Action item:
For each line of the listing that includes the word "NewCashTransaction", show the whole line.
-------- Records --------
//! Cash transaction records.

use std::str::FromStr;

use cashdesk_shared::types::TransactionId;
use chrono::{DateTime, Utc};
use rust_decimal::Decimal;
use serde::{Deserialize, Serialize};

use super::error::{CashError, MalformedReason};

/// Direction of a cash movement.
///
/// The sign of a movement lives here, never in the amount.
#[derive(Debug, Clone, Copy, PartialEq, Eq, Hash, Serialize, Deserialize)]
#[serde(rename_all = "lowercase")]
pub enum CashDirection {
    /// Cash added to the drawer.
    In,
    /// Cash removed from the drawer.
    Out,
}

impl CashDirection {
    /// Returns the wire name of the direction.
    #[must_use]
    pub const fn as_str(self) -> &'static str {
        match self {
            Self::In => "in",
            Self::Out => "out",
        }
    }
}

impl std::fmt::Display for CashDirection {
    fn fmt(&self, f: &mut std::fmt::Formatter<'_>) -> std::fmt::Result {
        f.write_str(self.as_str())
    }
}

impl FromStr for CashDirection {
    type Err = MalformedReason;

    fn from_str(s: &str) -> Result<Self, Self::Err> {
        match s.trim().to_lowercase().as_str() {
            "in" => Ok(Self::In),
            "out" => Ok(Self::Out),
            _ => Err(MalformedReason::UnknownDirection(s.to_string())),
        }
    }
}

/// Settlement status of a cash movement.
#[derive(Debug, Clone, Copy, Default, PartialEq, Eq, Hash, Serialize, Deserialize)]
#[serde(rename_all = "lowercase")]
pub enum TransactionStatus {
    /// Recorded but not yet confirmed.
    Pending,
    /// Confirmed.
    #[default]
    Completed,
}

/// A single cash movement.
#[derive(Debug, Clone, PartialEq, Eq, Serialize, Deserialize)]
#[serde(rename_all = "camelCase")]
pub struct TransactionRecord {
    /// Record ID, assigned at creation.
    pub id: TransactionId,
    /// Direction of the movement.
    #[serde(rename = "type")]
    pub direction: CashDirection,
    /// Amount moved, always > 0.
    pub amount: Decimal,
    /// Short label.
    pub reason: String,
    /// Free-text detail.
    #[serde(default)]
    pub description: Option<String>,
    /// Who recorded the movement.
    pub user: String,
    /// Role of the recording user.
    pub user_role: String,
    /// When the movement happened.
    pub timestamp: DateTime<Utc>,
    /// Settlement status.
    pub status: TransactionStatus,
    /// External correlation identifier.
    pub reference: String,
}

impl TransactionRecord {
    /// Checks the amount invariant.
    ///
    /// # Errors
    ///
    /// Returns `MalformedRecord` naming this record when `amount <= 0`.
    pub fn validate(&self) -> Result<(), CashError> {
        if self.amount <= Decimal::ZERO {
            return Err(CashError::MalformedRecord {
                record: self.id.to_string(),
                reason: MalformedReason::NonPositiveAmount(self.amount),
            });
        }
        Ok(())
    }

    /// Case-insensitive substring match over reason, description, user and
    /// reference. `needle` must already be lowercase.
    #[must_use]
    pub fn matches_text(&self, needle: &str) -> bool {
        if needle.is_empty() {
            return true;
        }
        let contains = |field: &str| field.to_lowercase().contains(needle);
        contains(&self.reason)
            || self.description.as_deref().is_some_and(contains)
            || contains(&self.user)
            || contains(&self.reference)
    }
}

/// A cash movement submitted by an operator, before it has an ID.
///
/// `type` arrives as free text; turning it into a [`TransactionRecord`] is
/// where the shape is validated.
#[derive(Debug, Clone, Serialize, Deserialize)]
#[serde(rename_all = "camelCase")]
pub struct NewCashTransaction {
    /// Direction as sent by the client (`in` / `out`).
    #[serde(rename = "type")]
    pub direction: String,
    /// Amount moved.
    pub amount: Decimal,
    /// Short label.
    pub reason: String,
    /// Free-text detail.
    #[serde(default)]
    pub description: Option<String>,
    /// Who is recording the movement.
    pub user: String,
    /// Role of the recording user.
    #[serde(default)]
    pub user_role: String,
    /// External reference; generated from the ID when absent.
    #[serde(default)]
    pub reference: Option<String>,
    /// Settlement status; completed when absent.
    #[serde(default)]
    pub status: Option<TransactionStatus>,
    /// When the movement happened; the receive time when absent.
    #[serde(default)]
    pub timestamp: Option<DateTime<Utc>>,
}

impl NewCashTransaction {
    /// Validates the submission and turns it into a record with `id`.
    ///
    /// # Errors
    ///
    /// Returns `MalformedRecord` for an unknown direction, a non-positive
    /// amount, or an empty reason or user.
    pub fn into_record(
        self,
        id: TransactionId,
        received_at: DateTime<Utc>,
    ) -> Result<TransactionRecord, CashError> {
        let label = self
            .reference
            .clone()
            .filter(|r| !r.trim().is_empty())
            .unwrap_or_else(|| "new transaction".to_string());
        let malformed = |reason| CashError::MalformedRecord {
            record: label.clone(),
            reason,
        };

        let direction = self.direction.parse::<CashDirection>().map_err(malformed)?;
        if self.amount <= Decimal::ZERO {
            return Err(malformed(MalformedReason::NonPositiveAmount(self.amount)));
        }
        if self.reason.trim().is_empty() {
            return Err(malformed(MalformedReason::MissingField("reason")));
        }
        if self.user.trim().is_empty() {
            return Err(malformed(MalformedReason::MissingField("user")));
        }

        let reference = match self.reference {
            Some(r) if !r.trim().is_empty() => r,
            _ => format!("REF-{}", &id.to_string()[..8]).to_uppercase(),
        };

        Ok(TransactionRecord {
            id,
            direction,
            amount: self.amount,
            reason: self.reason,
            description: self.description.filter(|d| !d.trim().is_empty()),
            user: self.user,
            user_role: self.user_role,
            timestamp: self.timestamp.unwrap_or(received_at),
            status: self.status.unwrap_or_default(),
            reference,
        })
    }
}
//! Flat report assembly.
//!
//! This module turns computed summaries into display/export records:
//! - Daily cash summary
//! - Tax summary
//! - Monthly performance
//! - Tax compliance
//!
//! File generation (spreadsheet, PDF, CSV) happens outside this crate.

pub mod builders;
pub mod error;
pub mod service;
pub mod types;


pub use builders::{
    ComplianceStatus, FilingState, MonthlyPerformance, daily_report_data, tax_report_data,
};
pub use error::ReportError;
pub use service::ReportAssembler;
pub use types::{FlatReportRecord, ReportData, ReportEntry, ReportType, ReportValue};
--------
Response box:
pub struct NewCashTransaction {
impl NewCashTransaction {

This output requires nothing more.